Within less than a week, on Friday, his son Brian, 43, collapsed and died of a heart attack. Brian's mother, Pat, had died of heart failure 12 years ago, aged 52.

Yesterday (Tuesday), one of the shop's many customers, Councillor Helen Mallett, former Mayor of Huntingdon, paid tribute to both of them.

Cllr Mallett said: "I am shocked and very sad. In the days when I used to walk to work I used to call in at the shop every morning for my paper and I always used to have a cheeky chat with Mick.

"He was a lovely, amiable man, he never had a bad word to say about anyone and if you were feeling miserable, he would cheer you up.

"I used to work as an administrator for the police in the 1970s and Mick used to tease me about that."

Brian collapsed in The Lord Protector pub on Friday evening and never regained consciousness, despite attempts to revive him.

His family said this week that the arrangements for Mick's funeral with a service at Priory Road Chapel, in Huntingdon, and burial at Primrose Lane Cemetery on Friday would go ahead as planned.

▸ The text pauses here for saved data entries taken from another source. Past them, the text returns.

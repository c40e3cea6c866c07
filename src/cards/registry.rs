//! Card registry for card lookup.
//!
//! The `CardRegistry` stores every card a room plays with. Piles are built
//! from its id lists, and views resolve card text through it.

use rustc_hash::FxHashMap;

use super::card::{Card, CardId};

/// Registry of cards.
///
/// ## Example
///
/// ```
/// use party_engine::cards::{Card, CardId, CardRegistry};
///
/// let mut registry = CardRegistry::new();
/// registry.insert(Card::response(CardId::new(101), "A sad trombone.", "base"));
///
/// let found = registry.get(CardId::new(101)).unwrap();
/// assert_eq!(found.text, "A sad trombone.");
/// ```
#[derive(Clone, Debug, Default)]
pub struct CardRegistry {
    cards: FxHashMap<CardId, Card>,
}

impl CardRegistry {
    /// Create a new empty registry.
    #[must_use]
    pub fn new() -> Self {
        Self::default()
    }

    /// Add a card unless its id is already registered.
    ///
    /// Returns false (and keeps the existing card) on a duplicate id.
    pub fn insert(&mut self, card: Card) -> bool {
        if self.cards.contains_key(&card.id) {
            return false;
        }
        self.cards.insert(card.id, card);
        true
    }

    /// Get a card by ID.
    #[must_use]
    pub fn get(&self, id: CardId) -> Option<&Card> {
        self.cards.get(&id)
    }

    /// Check if a card ID is registered.
    #[must_use]
    pub fn contains(&self, id: CardId) -> bool {
        self.cards.contains_key(&id)
    }

    /// Get the number of registered cards.
    #[must_use]
    pub fn len(&self) -> usize {
        self.cards.len()
    }

    /// Check if the registry is empty.
    #[must_use]
    pub fn is_empty(&self) -> bool {
        self.cards.is_empty()
    }

    /// Iterate over all cards (unordered).
    pub fn iter(&self) -> impl Iterator<Item = &Card> {
        self.cards.values()
    }

    /// Prompt card ids, sorted.
    ///
    /// Sorted so that seeded shuffles produce the same deck every time.
    #[must_use]
    pub fn prompts(&self) -> Vec<CardId> {
        self.sorted_ids(Card::is_prompt)
    }

    /// Response card ids, sorted.
    #[must_use]
    pub fn responses(&self) -> Vec<CardId> {
        self.sorted_ids(Card::is_response)
    }

    /// Pick count of a prompt, or `None` for unknown ids and responses.
    #[must_use]
    pub fn pick_of(&self, id: CardId) -> Option<usize> {
        self.get(id).filter(|c| c.is_prompt()).map(Card::pick)
    }

    /// Text of a card, if registered.
    #[must_use]
    pub fn text_of(&self, id: CardId) -> Option<&str> {
        self.get(id).map(|c| c.text.as_str())
    }

    fn sorted_ids(&self, predicate: fn(&Card) -> bool) -> Vec<CardId> {
        let mut ids: Vec<_> = self.cards.values().filter(|c| predicate(c)).map(|c| c.id).collect();
        ids.sort();
        ids
    }
}

impl FromIterator<Card> for CardRegistry {
    fn from_iter<I: IntoIterator<Item = Card>>(iter: I) -> Self {
        let mut registry = Self::new();
        for card in iter {
            registry.insert(card);
        }
        registry
    }
}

Brian lived with his partner, Mandy Pike and her sons, Thomas, 14, and Nicholas, five.

She said: "He was a god among men. He will be missed by me and my two children."

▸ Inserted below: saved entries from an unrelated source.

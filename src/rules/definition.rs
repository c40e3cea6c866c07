//! Game definitions: phases, permissions, transitions, end conditions.
//!
//! A `GameDefinition` is pure data. The engine interprets it; nothing in the
//! engine knows the names or order of a particular game's phases.
//!
//! ## Phases
//!
//! Each `PhaseDefinition` declares:
//! - Which action types are accepted, and who may issue them (`Authority`)
//! - An optional timeout after which `TimeoutElapsed` holds
//! - Effects run on entry (`PhaseEffect`)
//! - Ordered transitions; the first whose condition holds is taken
//! - Whether entering it ends the round
//!
//! ## Example
//!
//! ```
//! use std::time::Duration;
//! use party_engine::core::{ActionType, PhaseId};
//! use party_engine::rules::{
//!     Authority, GameDefinition, PhaseDefinition, PhaseEffect, PhaseTarget, TransitionCondition,
//! };
//!
//! let play = PhaseId::new(1);
//! let definition = GameDefinition::new("Tiny", play)
//!     .allow_in_lobby(ActionType::StartGame, Authority::Host)
//!     .with_phase(
//!         PhaseDefinition::new(play, "Play")
//!             .on_enter(PhaseEffect::DrawPrompt)
//!             .allow(ActionType::Advance, Authority::Lead)
//!             .with_timeout(Duration::from_secs(30))
//!             .transition(TransitionCondition::Manual, PhaseTarget::NextRound)
//!             .ending_round(),
//!     )
//!     .end_when(TransitionCondition::RoundLimit(3));
//!
//! assert!(definition.validate().is_ok());
//! ```

use std::time::Duration;

use serde::{Deserialize, Serialize};

use crate::core::action::ActionType;
use crate::core::config::{GameSettings, PhaseId};
use crate::core::error::GameError;

/// Who may issue an action.
#[derive(Clone, Copy, Debug, PartialEq, Eq, Hash, Serialize, Deserialize)]
#[serde(rename_all = "SCREAMING_SNAKE_CASE")]
pub enum Authority {
    /// Any connected player.
    Anyone,
    /// The earliest-joined connected player.
    Host,
    /// The current lead (judge).
    Lead,
    /// Any connected player except the lead.
    NonLead,
    /// The room host process itself.
    System,
}

/// An action type accepted in a phase, with its required authority.
#[derive(Clone, Copy, Debug, PartialEq, Eq, Serialize, Deserialize)]
pub struct AllowedAction {
    pub action: ActionType,
    pub authority: Authority,
}

/// Work done when a phase is entered.
#[derive(Clone, Copy, Debug, PartialEq, Eq, Serialize, Deserialize)]
#[serde(rename_all = "SCREAMING_SNAKE_CASE")]
pub enum PhaseEffect {
    /// Fill every connected player's hand up to `hand_size`.
    DealHands,
    /// Turn over the next prompt. An empty prompt deck ends the game.
    DrawPrompt,
    /// Shuffle submission slots so authors can't be inferred from order.
    ShuffleSubmissions,
    /// Make submissions and authors public.
    RevealSubmissions,
    /// Give the picked submission's author a point (once per round).
    AwardWinner,
}

/// Condition guarding a transition (or ending the game).
#[derive(Clone, Copy, Debug, PartialEq, Eq, Serialize, Deserialize)]
#[serde(rename_all = "SCREAMING_SNAKE_CASE")]
pub enum TransitionCondition {
    /// Every connected non-lead player has submitted (and there is at least one).
    AllSubmitted,
    /// The phase timer fired, or its deadline has passed.
    TimeoutElapsed,
    /// Someone issued `Advance`.
    Manual,
    /// Some player's score reached the threshold.
    ScoreThreshold(u32),
    /// The judge picked a winner.
    JudgePicked,
    /// The round number reached the limit.
    RoundLimit(u32),
    /// Holds unconditionally.
    Always,
}

/// Where a transition leads.
#[derive(Clone, Copy, Debug, PartialEq, Eq, Serialize, Deserialize)]
#[serde(rename_all = "SCREAMING_SNAKE_CASE")]
pub enum PhaseTarget {
    Phase(PhaseId),
    /// Start the next round at the initial phase.
    NextRound,
    GameOver,
}

/// A guarded edge out of a phase.
#[derive(Clone, Copy, Debug, PartialEq, Eq, Serialize, Deserialize)]
pub struct Transition {
    pub condition: TransitionCondition,
    pub target: PhaseTarget,
}

/// One phase of a round.
#[derive(Clone, Debug, PartialEq, Eq, Serialize, Deserialize)]
pub struct PhaseDefinition {
    pub id: PhaseId,
    pub name: String,
    pub allowed: Vec<AllowedAction>,
    pub timeout: Option<Duration>,
    pub on_enter: Vec<PhaseEffect>,
    /// Checked in declaration order.
    pub transitions: Vec<Transition>,
    pub ends_round: bool,
}

impl PhaseDefinition {
    /// Create a phase that accepts nothing and never leaves.
    #[must_use]
    pub fn new(id: PhaseId, name: impl Into<String>) -> Self {
        Self {
            id,
            name: name.into(),
            allowed: Vec::new(),
            timeout: None,
            on_enter: Vec::new(),
            transitions: Vec::new(),
            ends_round: false,
        }
    }

    /// Accept an action type from actors holding `authority`.
    #[must_use]
    pub fn allow(mut self, action: ActionType, authority: Authority) -> Self {
        self.allowed.push(AllowedAction { action, authority });
        self
    }

    #[must_use]
    pub fn with_timeout(mut self, timeout: Duration) -> Self {
        self.timeout = Some(timeout);
        self
    }

    /// Run an effect on entry (effects run in the order added).
    #[must_use]
    pub fn on_enter(mut self, effect: PhaseEffect) -> Self {
        self.on_enter.push(effect);
        self
    }

    /// Append a transition.
    #[must_use]
    pub fn transition(mut self, condition: TransitionCondition, target: PhaseTarget) -> Self {
        self.transitions.push(Transition { condition, target });
        self
    }

    /// Mark this phase as the end of a round.
    #[must_use]
    pub fn ending_round(mut self) -> Self {
        self.ends_round = true;
        self
    }

    /// Authority required for `action` here, if it is accepted at all.
    #[must_use]
    pub fn authority_for(&self, action: ActionType) -> Option<Authority> {
        find_authority(&self.allowed, action)
    }
}

/// A complete game: lobby permissions, phases and end conditions.
#[derive(Clone, Debug, PartialEq, Eq, Serialize, Deserialize)]
pub struct GameDefinition {
    pub name: String,
    pub min_players: usize,
    pub max_players: usize,
    pub hand_size: usize,
    pub lobby_actions: Vec<AllowedAction>,
    pub phases: Vec<PhaseDefinition>,
    /// Phase each round starts in.
    pub initial_phase: PhaseId,
    /// Checked whenever a round-ending phase is entered; any one ends the game.
    pub end_conditions: Vec<TransitionCondition>,
}

impl GameDefinition {
    /// Create a definition with default bounds (3-8 players, 7 cards).
    #[must_use]
    pub fn new(name: impl Into<String>, initial_phase: PhaseId) -> Self {
        Self {
            name: name.into(),
            min_players: 3,
            max_players: 8,
            hand_size: 7,
            lobby_actions: Vec::new(),
            phases: Vec::new(),
            initial_phase,
            end_conditions: Vec::new(),
        }
    }

    #[must_use]
    pub fn with_players(mut self, min: usize, max: usize) -> Self {
        self.min_players = min;
        self.max_players = max;
        self
    }

    #[must_use]
    pub fn with_hand_size(mut self, hand_size: usize) -> Self {
        self.hand_size = hand_size;
        self
    }

    /// Accept an action type in the lobby.
    #[must_use]
    pub fn allow_in_lobby(mut self, action: ActionType, authority: Authority) -> Self {
        self.lobby_actions.push(AllowedAction { action, authority });
        self
    }

    #[must_use]
    pub fn with_phase(mut self, phase: PhaseDefinition) -> Self {
        self.phases.push(phase);
        self
    }

    #[must_use]
    pub fn end_when(mut self, condition: TransitionCondition) -> Self {
        self.end_conditions.push(condition);
        self
    }

    /// Look up a phase.
    pub fn phase(&self, id: PhaseId) -> Result<&PhaseDefinition, GameError> {
        self.phases
            .iter()
            .find(|p| p.id == id)
            .ok_or(GameError::MissingPhase(id))
    }

    /// Authority required for `action` in the lobby.
    #[must_use]
    pub fn lobby_authority_for(&self, action: ActionType) -> Option<Authority> {
        find_authority(&self.lobby_actions, action)
    }

    /// Check the definition is internally consistent.
    ///
    /// Every referenced phase must exist and phase ids must be unique.
    pub fn validate(&self) -> Result<(), GameError> {
        if self.min_players < 2 || self.max_players < self.min_players {
            return Err(GameError::InvalidSettings(format!(
                "{}: player bounds {}..={} are invalid",
                self.name, self.min_players, self.max_players
            )));
        }
        if self.hand_size == 0 {
            return Err(GameError::InvalidSettings(format!("{}: hand size is zero", self.name)));
        }

        for (i, phase) in self.phases.iter().enumerate() {
            if self.phases[..i].iter().any(|p| p.id == phase.id) {
                return Err(GameError::InvalidSettings(format!(
                    "{}: {} declared twice",
                    self.name, phase.id
                )));
            }
        }

        self.phase(self.initial_phase)?;
        for phase in &self.phases {
            for transition in &phase.transitions {
                if let PhaseTarget::Phase(target) = transition.target {
                    self.phase(target)?;
                }
            }
        }
        Ok(())
    }

    /// Check room settings fit within this game's bounds.
    pub fn check_settings(&self, settings: &GameSettings) -> Result<(), GameError> {
        settings.validate()?;
        if settings.min_players < self.min_players {
            return Err(GameError::InvalidSettings(format!(
                "{} needs at least {} players",
                self.name, self.min_players
            )));
        }
        if settings.max_players > self.max_players {
            return Err(GameError::InvalidSettings(format!(
                "{} allows at most {} players",
                self.name, self.max_players
            )));
        }
        Ok(())
    }
}

fn find_authority(allowed: &[AllowedAction], action: ActionType) -> Option<Authority> {
    allowed.iter().find(|a| a.action == action).map(|a| a.authority)
}

#[cfg(test)]
mod tests {
    use super::*;

    fn two_phase() -> GameDefinition {
        let a = PhaseId::new(1);
        let b = PhaseId::new(2);
        GameDefinition::new("Two", a)
            .with_phase(
                PhaseDefinition::new(a, "A")
                    .allow(ActionType::Submit, Authority::NonLead)
                    .transition(TransitionCondition::AllSubmitted, PhaseTarget::Phase(b)),
            )
            .with_phase(
                PhaseDefinition::new(b, "B")
                    .transition(TransitionCondition::Always, PhaseTarget::NextRound)
                    .ending_round(),
            )
    }

    #[test]
    fn test_valid_definition() {
        let definition = two_phase();
        assert!(definition.validate().is_ok());
        assert_eq!(definition.phase(PhaseId::new(2)).unwrap().name, "B");
    }

    #[test]
    fn test_authority_lookup() {
        let definition = two_phase().allow_in_lobby(ActionType::StartGame, Authority::Host);
        let a = definition.phase(PhaseId::new(1)).unwrap();

        assert_eq!(a.authority_for(ActionType::Submit), Some(Authority::NonLead));
        assert_eq!(a.authority_for(ActionType::JudgePick), None);
        assert_eq!(definition.lobby_authority_for(ActionType::StartGame), Some(Authority::Host));
    }

    #[test]
    fn test_missing_transition_target() {
        let definition = two_phase().with_phase(
            PhaseDefinition::new(PhaseId::new(3), "C")
                .transition(TransitionCondition::Manual, PhaseTarget::Phase(PhaseId::new(9))),
        );
        assert_eq!(definition.validate(), Err(GameError::MissingPhase(PhaseId::new(9))));
    }

    #[test]
    fn test_missing_initial_phase() {
        let definition = GameDefinition::new("Empty", PhaseId::new(1));
        assert_eq!(definition.validate(), Err(GameError::MissingPhase(PhaseId::new(1))));
    }

    #[test]
    fn test_duplicate_phase_ids() {
        let definition = two_phase().with_phase(PhaseDefinition::new(PhaseId::new(1), "Again"));
        assert!(matches!(definition.validate(), Err(GameError::InvalidSettings(_))));
    }

    #[test]
    fn test_check_settings() {
        let definition = two_phase().with_players(3, 6);

        assert!(definition.check_settings(&GameSettings::default().with_max_players(6)).is_ok());
        assert!(definition.check_settings(&GameSettings::default()).is_err());
        assert!(definition
            .check_settings(&GameSettings::default().with_min_players(2).with_max_players(6))
            .is_err());
    }

    #[test]
    fn test_condition_serialization() {
        let json = serde_json::to_string(&TransitionCondition::ScoreThreshold(7)).unwrap();
        assert_eq!(json, r#"{"SCORE_THRESHOLD":7}"#);
        let json = serde_json::to_string(&TransitionCondition::AllSubmitted).unwrap();
        assert_eq!(json, r#""ALL_SUBMITTED""#);
    }
}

Brian leaves two sons, Bobby, 12, and Billy, nine. His sister Christine Jennings returned home from a holiday in Sri Lanka on Saturday to discover that both her father and her brother were dead.

She said yesterday: "I haven't had a chance to take it in. I am just numb. I don't know what I can say."

Brian was divorced from his wife Donna but the couple were still on good terms.

His former father-in-law George Gauci said: "We are devastated ­- we can't put into words how we feel.

"Brian's death was such a shock, he had not even been ill. Brian was special. He was the nicest guy anyone knew.

"He was very popular, people thought the world of him. He did everything for his boys."

Mr Gauci said Brian, like his father, Mick, had been a West Ham supporter and Brian had played football and cricket for local amateur teams. Mick had been a keen cricketer up to his 50s.

Fellow high street trader John Nunn, owner of The Card Gallery, said: "Both of them are a great loss to the town. I knew them as a customer.

"They had a friendly word for everyone who went in to the shop."

The funeral of Arthur Jennings will be at Priory Road, Chapel, Huntingdon, on Friday, at 3pm. Family flowers only but donations if wished to the Motor Neurone Society. These may be given to funeral directors Peacock and Sons in Huntingdon. Brian's funeral is yet to be arranged.